Velahub is a unified gateway for Claude, GPT, Gemini, Voyage and DeepSeek. Point any OpenAI- or Anthropic-compatible SDK at the endpoint below and authenticate with a vh-live-... key — everything else stays the same.

Base URL
OpenAI-compatible SDKs
https://www.velahub.ai/v1
Anthropic SDK
https://www.velahub.ai

OpenAI-family SDKs append /chat/completions to the base URL, so they need the /v1 prefix. The Anthropic SDK appends /v1/messages itself, so its base URL is just the host.

The API is also reachable at the apex domain https://velahub.ai — handy for tools that don't follow redirects or that strip the Authorization header on a host change.

Quickstart

  1. Sign in and create an API key in the dashboard.
  2. Copy the key — it starts with vh-live-. Treat it like a password and never commit it to source control.
  3. Top up your wallet on the billing page. Calls deduct from this balance based on upstream token usage — see Models for current pricing.
  4. Point your SDK's base URL at https://www.velahub.ai/v1 (OpenAI dialect) or https://www.velahub.ai (Anthropic dialect).
  5. Make a request. Every response includes an x-velahub-request-id header and per-call cost / token headers — see Response headers below.

There is no separate org / project / region setup. One key works against every supported model. Use X-Velahub-* headers to opt into gateway features like fallback, max-price caps or BYOK.

Authentication

All API calls require a Bearer token in the Authorization header. The token is the API key you generated in the dashboard.
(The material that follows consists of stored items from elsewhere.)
impl<R: RepositoryProvider> Porton<R> {
    pub fn new(repositories: Arc<R>, config: PortonConfig) -> Self {
        Self {
            access_tokens: AccessTokenService::new(repositories.clone(), config.access_token),
            lockout: LockoutService::new(repositories.clone(), config.lockout),
            refresh_tokens: RefreshTokenService::new(repositories.clone(), config.refresh_token),
            audit: AuditService::new(repositories.clone()),
            limiter: Arc::new(LoginRateLimiter::new(config.rate_limit)),
            repositories,
        }
    }

    /// Bring the storage schema up to date.
    pub async fn migrate(&self) -> Result<(), Error> {
        self.repositories.migrate().await
    }

    /// Liveness probe against the underlying store.
    pub async fn health_check(&self) -> Result<(), Error> {
        self.repositories.health_check().await
    }

    /// Consume one perimeter slot for the client address. A refused attempt
    /// is audited and denied here, before any password work happens.
    async fn take_limiter_slot(
        &self,
        username: &str,
        client: &ClientInfo,
        now: DateTime<Utc>,
    ) -> Result<(), Error> {
        if let RateLimitDecision::Limited { retry_after } =
            self.limiter.try_acquire(client.limiter_key(), now)
        {
            tracing::warn!(client = %client.limiter_key(), "login rate limit exceeded");
            self.audit
                .record(
                    NewAuditEvent::new(AuditAction::LoginFailure, false)
                        .claimed_username(username)
                        .client(client)
                        .status_code(429)
                        .details(json!({ "reason": "rate_limited" })),
                )
                .await?;
            return Err(AuthError::RateLimited { retry_after }.into());
        }
        Ok(())
    }

    /// Authenticate a username and password and open a session.
    ///
    /// The checks run in a fixed order: field presence, account existence,
    /// active flag, lockout gate, perimeter rate limit, and only then the
    /// password. A limiter slot is consumed only by attempts that reach
    /// password verification, so a locked account keeps answering "locked"
    /// even after its failed attempts have filled the address window.
    pub async fn login(
        &self,
        username: &str,
        password: &str,
        client: &ClientInfo,
    ) -> Result<SessionTokens, Error> {
        let now = Utc::now();

        if username.is_empty() || password.is_empty() {
            self.audit
                .record(
                    NewAuditEvent::new(AuditAction::LoginFailure, false)
                        .claimed_username(username)
                        .client(client)
                        .status_code(400)
                        .details(json!({ "reason": "missing_fields" })),
                )
                .await?;
            let field = if username.is_empty() { "username" } else { "password" };
            return Err(ValidationError::MissingField(field.to_string()).into());
        }

        let Some(account) = self
            .repositories
            .accounts()
            .find_by_username(username)
            .await?
        else {
            self.take_limiter_slot(username, client, now).await?;
            // Burn the same verification work as a real mismatch so unknown
            // usernames are not distinguishable by timing.
            PasswordVerifier::verify_dummy(password);
            self.audit
                .record(
                    NewAuditEvent::new(AuditAction::LoginFailure, false)
                        .claimed_username(username)
                        .client(client)
                        .status_code(401)
                        .details(json!({ "reason": "unknown_username" })),
                )
                .await?;
            return Err(AuthError::InvalidCredentials {
                remaining_attempts: None,
            }
            .into());
        };

        if !account.is_active {
            self.audit
                .record(
                    NewAuditEvent::new(AuditAction::LoginFailure, false)
                        .actor(&account.identity())
                        .client(client)
                        .status_code(403)
                        .details(json!({ "reason": "account_inactive" })),
                )
                .await?;
            return Err(AuthError::AccountInactive.into());
        }

        if let LockoutGate::Locked { locked_until } = self.lockout.check(&account, now).await? {
            self.audit
                .record(
                    NewAuditEvent::new(AuditAction::LoginFailure, false)
                        .actor(&account.identity())
                        .client(client)
                        .status_code(423)
                        .details(json!({
                            "reason": "account_locked",
                            "locked_until": locked_until.to_rfc3339(),
                        })),
                )
                .await?;
            return Err(AuthError::AccountLocked { locked_until }.into());
        }

        self.take_limiter_slot(username, client, now).await?;

        let hash = self.repositories.accounts().password_hash(account.id).await?;
        let verified = hash
            .as_deref()
            .is_some_and(|hash| PasswordVerifier::verify(password, hash));

        if !verified {
            let failure = self.lockout.record_failure(account.id, now).await?;

            if failure.just_locked {
                let locked_until = failure.counters.locked_until.unwrap_or(now);
                self.audit
                    .record(
                        NewAuditEvent::new(AuditAction::AccountLocked, false)
                            .actor(&account.identity())
                            .client(client)
                            .status_code(423)
                            .details(json!({
                                "failed_attempts": failure.counters.failed_attempts,
                                "locked_until": locked_until.to_rfc3339(),
                            })),
                    )
                    .await?;
                return Err(AuthError::AccountLocked { locked_until }.into());
            }

            self.audit
                .record(
                    NewAuditEvent::new(AuditAction::LoginFailure, false)
                        .actor(&account.identity())
                        .client(client)
                        .status_code(401)
                        .details(json!({
                            "reason": "wrong_password",
                            "remaining_attempts": failure.remaining_attempts,
                        })),
                )
                .await?;
            return Err(AuthError::InvalidCredentials {
                remaining_attempts: Some(failure.remaining_attempts),
            }
            .into());
        }

        self.lockout.record_success(&account).await?;

        let identity = account.identity();
        let access_token = self.access_tokens.issue(&identity)?;
        let issued = self.refresh_tokens.issue(account.id, client).await?;

        self.audit
            .record(
                NewAuditEvent::new(AuditAction::LoginSuccess, true)
                    .actor(&identity)
                    .client(client)
                    .status_code(200),
            )
            .await?;

        tracing::info!(account_id = %identity.account_id, "login succeeded");

        Ok(SessionTokens {
            access_token,
            expires_in: self.access_tokens.lifetime_seconds(),
            refresh_token: issued.token,
            identity,
        })
    }

    /// Exchange a refresh token for a fresh access token.
    ///
    /// The refresh token stays valid afterwards; only its expiry or an
    /// explicit logout ends it.
    pub async fn refresh(
        &self,
        refresh_token: &str,
        client: &ClientInfo,
    ) -> Result<AccessGrant, Error> {
        if refresh_token.is_empty() {
            self.audit
                .record(
                    NewAuditEvent::new(AuditAction::RefreshFailure, false)
                        .client(client)
                        .status_code(400)
                        .details(json!({ "reason": "missing_token" })),
                )
                .await?;
            return Err(ValidationError::MissingField("refreshToken".to_string()).into());
        }

        let account = match self.refresh_tokens.validate(refresh_token).await {
            Ok(account) => account,
            Err(err @ Error::Token(_)) => {
                self.audit
                    .record(
                        NewAuditEvent::new(AuditAction::RefreshFailure, false)
                            .client(client)
                            .status_code(401)
                            .details(json!({ "reason": err.to_string() })),
                    )
                    .await?;
                return Err(err);
            }
            Err(other) => return Err(other),
        };

        let identity = account.identity();
        let access_token = self.access_tokens.issue(&identity)?;

        self.audit
            .record(
                NewAuditEvent::new(AuditAction::RefreshSuccess, true)
                    .actor(&identity)
                    .client(client)
                    .status_code(200),
            )
            .await?;

        Ok(AccessGrant {
            access_token,
            expires_in: self.access_tokens.lifetime_seconds(),
            identity,
        })
    }

    /// End one session by revoking its refresh token. Revoking a token that
    /// is already dead is a no-op, and the operation reports success either
    /// way.
    pub async fn logout(
        &self,
        identity: &Identity,
        refresh_token: &str,
        client: &ClientInfo,
    ) -> Result<bool, Error> {
        let revoked = self
            .refresh_tokens
            .revoke(refresh_token, Some(identity.account_id), "logout")
            .await?;

        self.audit
            .record(
                NewAuditEvent::new(AuditAction::Logout, true)
                    .actor(identity)
                    .client(client)
                    .status_code(200)
                    .details(json!({ "token_revoked": revoked })),
            )
            .await?;

        Ok(revoked)
    }

    /// End every session of the calling account. Returns how many tokens
    /// were revoked.
    pub async fn logout_all(
        &self,
        identity: &Identity,
        client: &ClientInfo,
    ) -> Result<u64, Error> {
        let revoked = self
            .refresh_tokens
            .revoke_all(identity.account_id, Some(identity.account_id), "logout_all")
            .await?;

        self.audit
            .record(
                NewAuditEvent::new(AuditAction::LogoutAll, true)
                    .actor(identity)
                    .client(client)
                    .status_code(200)
                    .details(json!({ "tokens_revoked": revoked })),
            )
            .await?;

        Ok(revoked)
    }

    /// Validate a bearer access token and resolve the live identity behind
    /// it. All rejection reasons surface as the same unauthenticated error.
    pub async fn authenticate(&self, bearer_token: &str) -> Result<Identity, Error> {
        self.access_tokens.validate(bearer_token).await
    }

    /// Revoke every refresh token of an account on behalf of the system or
    /// an administrator, for example when the account is deactivated.
    pub async fn revoke_account_sessions(
        &self,
        account_id: AccountId,
        revoked_by: Option<AccountId>,
        reason: &str,
    ) -> Result<u64, Error> {
        self.refresh_tokens
            .revoke_all(account_id, revoked_by, reason)
            .await
    }

    /// The admin audit listing: filtered, paged, newest first.
    pub async fn audit_events(&self, query: &AuditQuery) -> Result<AuditPage, Error> {
        self.audit.query(query).await
    }

    /// Aggregate refresh-token counts for the admin surface.
    pub async fn token_stats(&self) -> Result<RefreshTokenStats, Error> {
        self.refresh_tokens.stats(Utc::now()).await
    }

    /// Remove refresh-token rows dead since before the retention cutoff.
    /// `retention_override` substitutes the configured window for this run
    /// only; `dry_run` reports without deleting.
    pub async fn purge_tokens(
        &self,
        retention_override: Option<Duration>,
        dry_run: bool,
    ) -> Result<PurgeReport, Error> {
        self.refresh_tokens.purge(retention_override, dry_run).await
    }

    /// Start the periodic maintenance task.
    ///
    /// Hourly it drops elapsed rate-limiter windows; daily it purges dead
    /// refresh-token rows past the configured retention. Errors are logged
    /// and the task keeps running; the next tick retries.
    pub fn start_cleanup_task(
        &self,
        mut shutdown: tokio::sync::watch::Receiver<bool>,
    ) -> tokio::task::JoinHandle<()> {
        let refresh_tokens = self.refresh_tokens.clone();
        let limiter = self.limiter.clone();

        const LIMITER_INTERVAL: std::time::Duration = std::time::Duration::from_secs(3600);
        const PURGE_INTERVAL: std::time::Duration = std::time::Duration::from_secs(86400);

        tokio::spawn(async move {
            let mut limiter_timer = tokio::time::interval(LIMITER_INTERVAL);
            let mut purge_timer = tokio::time::interval(PURGE_INTERVAL);

            loop {
                tokio::select! {
                    _ = limiter_timer.tick() => {
                        let evicted = limiter.evict_expired(Utc::now());
                        if evicted > 0 {
                            tracing::debug!(evicted, "evicted elapsed rate-limit windows");
                        }
                    }
                    _ = purge_timer.tick() => {
                        if let Err(e) = refresh_tokens.purge(None, false).await {
                            tracing::warn!(error = %e, "refresh token purge failed");
                        }
                    }
                    _ = shutdown.changed() => {
                        tracing::info!("shutting down maintenance task");
                        break;
                    }
                }
            }
        })
    }
}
  • Production keys start with vh-live- and bill against the workspace wallet.
  • Account / management endpoints (manage inference keys, usage, generations, token counting, BYOK) authenticate with a management key (vh-mgmt-...) — see Management keys — not an inference API key.
  • Keys can be revoked at any time from the dashboard. Revocation takes effect within a few seconds.

Models

Velahub routes to the model you specify by id. The same id works regardless of which dialect you call — under the hood the gateway translates between OpenAI- and Anthropic-style request shapes.

  • Anthropicclaude-opus-4-*, claude-sonnet-4-*, claude-haiku-4-*.
  • OpenAIgpt-4o, gpt-4o-mini, o1, o3, dall-e-3, tts-1, whisper-1.
  • Googlegemini-2.5-pro, gemini-2.5-flash.
  • Voyage — embeddings such as voyage-3 and voyage-3-lite.
  • DeepSeekdeepseek-chat, deepseek-reasoner.
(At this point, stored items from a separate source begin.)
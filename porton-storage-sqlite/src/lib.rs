//! SQLite storage backend.
//!
//! Implements the `porton-core` repository traits over a `sqlx` SQLite pool.
//! Timestamps are persisted as unix seconds in INTEGER columns; booleans as
//! 0/1. Row structs in the repository modules own the mapping between those
//! representations and the core types.

mod repositories;

pub use repositories::{
    SqliteAccountRepository, SqliteAuditRepository, SqliteRefreshTokenRepository,
    SqliteRepositoryProvider,
};

use chrono::{DateTime, Utc};

/// Decode a unix-seconds column. Out-of-range values (which the core never
/// writes) collapse to the epoch rather than aborting the read.
pub(crate) fn from_unix(secs: i64) -> DateTime<Utc> {
    DateTime::from_timestamp(secs, 0).unwrap_or_default()
}

pub(crate) fn from_unix_opt(secs: Option<i64>) -> Option<DateTime<Utc>> {
    secs.map(from_unix)
}
//! Audit trail recording and querying.
//!
//! Recording fails closed: an append error propagates to the boundary, which
//! must then fail the whole request rather than respond without a trail.

use std::sync::Arc;

use crate::{
    Error,
    audit::{AuditEvent, AuditPage, AuditQuery, NewAuditEvent},
    repositories::{AuditRepository, AuditRepositoryProvider},
};

#[derive(Clone)]
pub struct AuditService<P: AuditRepositoryProvider> {
    provider: Arc<P>,
}

impl<P: AuditRepositoryProvider> AuditService<P> {
    pub fn new(provider: Arc<P>) -> Self {
        Self { provider }
    }

    /// Append one event to the trail.
    ///
    /// An append failure is logged and then propagated; the caller must not
    /// swallow it.
    pub async fn record(&self, event: NewAuditEvent) -> Result<AuditEvent, Error> {
        match self.provider.audit().append(event).await {
            Ok(stored) => Ok(stored),
            Err(err) => {
                tracing::error!(error = %err, "failed to append audit event");
                Err(err)
            }
        }
    }

    /// Filtered, paged listing, newest first. Limit is clamped by the query.
    pub async fn query(&self, query: &AuditQuery) -> Result<AuditPage, Error> {
        self.provider.audit().query(query).await
    }
}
For the live catalogue, prices and capabilities call GET /v1/models or browse the Models page.

Streaming

Pass "stream": true in the body to receive a Server-Sent Events stream. Velahub forwards upstream events unchanged so existing SSE clients keep working.

In addition, the gateway emits a final velahub.usage event right before the stream closes. It carries the canonical request id, the billed model and per-call cost and token counts:

event: velahub.usage
data: {"request_id":"...","model":"gpt-4o","cost_microcents":12345,
       "usage":{"input_tokens":120,"output_tokens":420,
                "cache_read_tokens":0,"cache_creation_tokens":0,"reasoning_tokens":0}}

Clients that don't care about cost can safely ignore unknown event types. The values match the x-velahub-* headers returned on non-streaming calls.

Routing

Every request is routed across providers by a quality × fair-share algorithm. You can steer it per API key (in the dashboard under Routing) or per request with the X-Velahub-Route header:

  • auto (default) — balances quality and price automatically.
  • cheapest — bias toward the lowest-priced channel for the model.
  • fastest — bias toward the lowest-latency channel.
  • pool:<slug> — pin requests to a specific line pool (Direct / Turbo / Economy).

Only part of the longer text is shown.